AIM OF THE EXERCISE →
Give the data again in full. Keep every line the same.
- - - - -
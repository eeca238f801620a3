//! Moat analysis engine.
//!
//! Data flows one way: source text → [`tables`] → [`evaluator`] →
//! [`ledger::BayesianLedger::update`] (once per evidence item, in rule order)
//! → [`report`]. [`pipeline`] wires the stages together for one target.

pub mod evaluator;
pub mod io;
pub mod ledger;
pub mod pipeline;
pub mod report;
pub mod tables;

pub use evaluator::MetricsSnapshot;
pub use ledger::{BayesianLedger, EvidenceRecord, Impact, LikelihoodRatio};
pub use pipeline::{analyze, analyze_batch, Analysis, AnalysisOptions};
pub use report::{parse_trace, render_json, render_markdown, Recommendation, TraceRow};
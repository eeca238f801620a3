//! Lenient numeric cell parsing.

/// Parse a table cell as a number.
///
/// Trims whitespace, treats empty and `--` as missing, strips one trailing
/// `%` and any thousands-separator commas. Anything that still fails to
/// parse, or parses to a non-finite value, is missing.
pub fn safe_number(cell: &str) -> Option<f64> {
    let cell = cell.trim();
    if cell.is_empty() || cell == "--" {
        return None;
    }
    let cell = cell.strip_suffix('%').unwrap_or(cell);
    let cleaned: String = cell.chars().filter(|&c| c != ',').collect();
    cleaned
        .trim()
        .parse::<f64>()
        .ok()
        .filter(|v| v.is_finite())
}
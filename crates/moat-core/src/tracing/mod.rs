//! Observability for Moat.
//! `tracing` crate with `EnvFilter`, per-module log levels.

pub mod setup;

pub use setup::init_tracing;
- - - - -
EXERCISE RESULT →
repository eeca238f801620a3
//! Moat analysis engine.
//!
//! Data flows one way: source text → [`tables`] → [`evaluator`] →
//! [`ledger::BayesianLedger::update`] (once per evidence item, in rule order)
//! → [`report`]. [`pipeline`] wires the stages together for one target.

pub mod evaluator;
pub mod io;
pub mod ledger;
pub mod pipeline;
pub mod report;
pub mod tables;

pub use evaluator::MetricsSnapshot;
pub use ledger::{BayesianLedger, EvidenceRecord, Impact, LikelihoodRatio};
pub use pipeline::{analyze, analyze_batch, Analysis, AnalysisOptions};
pub use report::{parse_trace, render_json, render_markdown, Recommendation, TraceRow};
repository eeca238f801620a3
//! Lenient numeric cell parsing.

/// Parse a table cell as a number.
///
/// Trims whitespace, treats empty and `--` as missing, strips one trailing
/// `%` and any thousands-separator commas. Anything that still fails to
/// parse, or parses to a non-finite value, is missing.
pub fn safe_number(cell: &str) -> Option<f64> {
    let cell = cell.trim();
    if cell.is_empty() || cell == "--" {
        return None;
    }
    let cell = cell.strip_suffix('%').unwrap_or(cell);
    let cleaned: String = cell.chars().filter(|&c| c != ',').collect();
    cleaned
        .trim()
        .parse::<f64>()
        .ok()
        .filter(|v| v.is_finite())
}
filename crates/moat-core/src/tracing/mod.rs
//! Observability for Moat.
//! `tracing` crate with `EnvFilter`, per-module log levels.

pub mod setup;

pub use setup::init_tracing;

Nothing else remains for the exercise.